Unfortunately, I can't divulge any information on the player to be named later, but when the time comes, I'll write a breakdown of him as well.

While trading Scott is difficult and not without risk, especially given his excellent production this season, this move provides us with some young power arms with big upside - a real need for us - while also allowing for other young players to continue to amass Major League at-bats in our outfield.

Friday, July 3, 2009

Dodgers in Town

So tonight is the return.

It's not really my place to comment - after all, he's not our player and we have a game to win - but I'm interested in hearing your thoughts. What will the reception be? What should the reception be?

Wednesday, July 1, 2009

Player of the Month

At the conclusion of every month we name both a Player of the Month and a Pitcher of the Month in the minor leagues. Mike Wickham, our Director of Minor League Operations, sends out the ballots to both front office and field staff, and my guess is that it's usually a pretty lopsided vote. In fact, I'd be surprised if more than two players or two pitchers receive any votes at all in any given month.

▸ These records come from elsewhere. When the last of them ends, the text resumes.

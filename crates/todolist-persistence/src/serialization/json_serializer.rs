use crate::traits::Serializer;
use todolist_core::{TodoError, TodoResult};

/// Compact JSON encoding, the same text `JSON.stringify` produces for local storage.
#[derive(Debug, Clone, Copy, Default)]
pub struct JsonSerializer;

impl<T: serde::Serialize + serde::de::DeserializeOwned> Serializer<T> for JsonSerializer {
    fn serialize(&self, data: &T) -> TodoResult<String> {
        serde_json::to_string(data).map_err(|e| TodoError::Serialization(e.to_string()))
    }

    fn deserialize(&self, raw: &str) -> TodoResult<T> {
        serde_json::from_str(raw).map_err(|e| TodoError::Serialization(e.to_string()))
    }
}
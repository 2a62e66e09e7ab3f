pub mod colors;
pub mod palette;

pub use palette::Palette;
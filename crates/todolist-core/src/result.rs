use crate::error::TodoError;

pub type TodoResult<T> = Result<T, TodoError>;
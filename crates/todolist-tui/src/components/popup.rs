use crate::theme::Palette;
use ratatui::{
    layout::{Constraint, Direction, Layout, Rect},
    widgets::{Block, Borders, Clear},
    Frame,
};

pub fn centered_rect(percent_x: u16, height: u16, r: Rect) -> Rect {
    let popup_layout = Layout::default()
        .direction(Direction::Vertical)
        .constraints([
            Constraint::Fill(1),
            Constraint::Length(height),
            Constraint::Fill(1),
        ])
        .split(r);

    Layout::default()
        .direction(Direction::Horizontal)
        .constraints([
            Constraint::Percentage((100 - percent_x) / 2),
            Constraint::Percentage(percent_x),
            Constraint::Percentage((100 - percent_x) / 2),
        ])
        .split(popup_layout[1])[1]
}

/// Clears a centered area, draws a titled block, and returns its inner area.
pub fn render_popup_with_block(
    frame: &mut Frame,
    palette: &Palette,
    title: &str,
    width_percent: u16,
    height: u16,
) -> Rect {
    let area = centered_rect(width_percent, height, frame.area());

    frame.render_widget(Clear, area);

    let block = Block::default()
        .title(title)
        .borders(Borders::ALL)
        .border_style(palette.focused_border())
        .style(palette.popup());

    let inner = block.inner(area);
    frame.render_widget(block, area);

    inner
}
use crate::search::{CompositeSearcher, TaskSearcher};
use crate::{StatusFilter, Task, TaskFilter};
use serde::{Deserialize, Serialize};

/// What the list view currently shows: a search string plus a status filter.
#[derive(Debug, Clone, Default, PartialEq, Eq, Serialize, Deserialize)]
pub struct TaskQuery {
    pub search: String,
    pub status: StatusFilter,
}

impl TaskQuery {
    pub fn new(search: impl Into<String>, status: StatusFilter) -> Self {
        Self {
            search: search.into(),
            status,
        }
    }

    pub fn is_unfiltered(&self) -> bool {
        self.search.is_empty() && self.status == StatusFilter::All
    }

    /// Tasks matching the search in title or description and the status filter.
    /// Pure: the input is never modified and order is preserved.
    pub fn apply<'a>(&self, tasks: &'a [Task]) -> Vec<&'a Task> {
        if self.is_unfiltered() {
            return tasks.iter().collect();
        }
        let searcher = CompositeSearcher::all(self.search.as_str());
        tasks
            .iter()
            .filter(|task| searcher.matches(task) && self.status.matches(task))
            .collect()
    }
}

#[cfg(test)]
mod tests {
    use super::*;

    fn task(title: &str, description: &str, done: bool) -> Task {
        let mut task = Task::new(title.to_string(), description.to_string());
        task.is_done = done;
        task
    }

    #[test]
    fn test_search_examples() {
        let tasks = vec![task("Buy milk", "", false)];

        let found = TaskQuery::new("milk", StatusFilter::All).apply(&tasks);
        assert_eq!(found.len(), 1);
        assert_eq!(found[0].title, "Buy milk");

        assert!(TaskQuery::new("bread", StatusFilter::All)
            .apply(&tasks)
            .is_empty());
    }

    #[test]
    fn test_status_example() {
        let tasks = vec![task("A", "", true), task("B", "", false)];

        let found = TaskQuery::new("", StatusFilter::Incomplete).apply(&tasks);
        assert_eq!(found.len(), 1);
        assert_eq!(found[0].title, "B");
    }

    #[test]
    fn test_search_and_status_combine() {
        let tasks = vec![
            task("Write report", "quarterly", true),
            task("Review report", "", false),
            task("Call mom", "about the report", false),
            task("Water plants", "", false),
        ];

        let found: Vec<&str> = TaskQuery::new("REPORT", StatusFilter::Incomplete)
            .apply(&tasks)
            .iter()
            .map(|t| t.title.as_str())
            .collect();
        assert_eq!(found, vec!["Review report", "Call mom"]);
    }

    #[test]
    fn test_apply_is_pure_and_idempotent() {
        let tasks = vec![task("A", "x", true), task("B", "y", false)];
        let snapshot = tasks.clone();
        let query = TaskQuery::new("a", StatusFilter::Complete);

        let first: Vec<Task> = query.apply(&tasks).into_iter().cloned().collect();
        let second: Vec<Task> = query.apply(&tasks).into_iter().cloned().collect();

        assert_eq!(first, second);
        assert_eq!(tasks, snapshot);
    }

    #[test]
    fn test_is_unfiltered() {
        assert!(TaskQuery::default().is_unfiltered());
        assert!(!TaskQuery::new("x", StatusFilter::All).is_unfiltered());
        assert!(!TaskQuery::new("", StatusFilter::Complete).is_unfiltered());
    }

    #[test]
    fn test_unfiltered_returns_every_task_in_order() {
        let tasks = vec![task("B", "", true), task("A", "", false)];
        let found: Vec<&str> = TaskQuery::default()
            .apply(&tasks)
            .iter()
            .map(|t| t.title.as_str())
            .collect();
        assert_eq!(found, vec!["B", "A"]);
    }
}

This month, however, is different.

June was witness to a slew of remarkable offensive performances (as well as pitching performances) in our system. I think it's a tough call, as a number of players are deserving of the award. Therefore, I'm putting you to work. The stats are below (arranged by level and then alpha) and the poll is on the right.
  1. Kyle Blanks, AAA .370/.478/.630 in 66 pa's
  2. Craig Stansberry, AAA .330/.417/.394 in 108 pa's
  3. Brian Joynt, AA .358/.400/.593 in 88 pa's
  4. Lance Zawadzki, AA .381/.474/.567 in 114 pa's
  5. Logan Forsythe, A+/AA .345/.477/.540 in 109 pa's
  6. Danny Payne, A+ .316/.464/.605 in 97 pa's
  7. Beemer Weems, A+ .319/.479/.444 in 90 pa's
  8. Sawyer Carroll, A/A+ .344/.443/.611 in 106 pa's
  9. James Darnell, A/A+ .370/.452/.593 in 93 pa's
  10. Dan Robertson, A .358/.400/.494 in 86 pa's
  11. Blake Tekotte, A .348/.446/.609 in 107 pa's
Those are some serious numbers!

Of course, these aren't all the relevant stats, but it gives you a quick overview. I expect you to provide some reasoning in the comments section!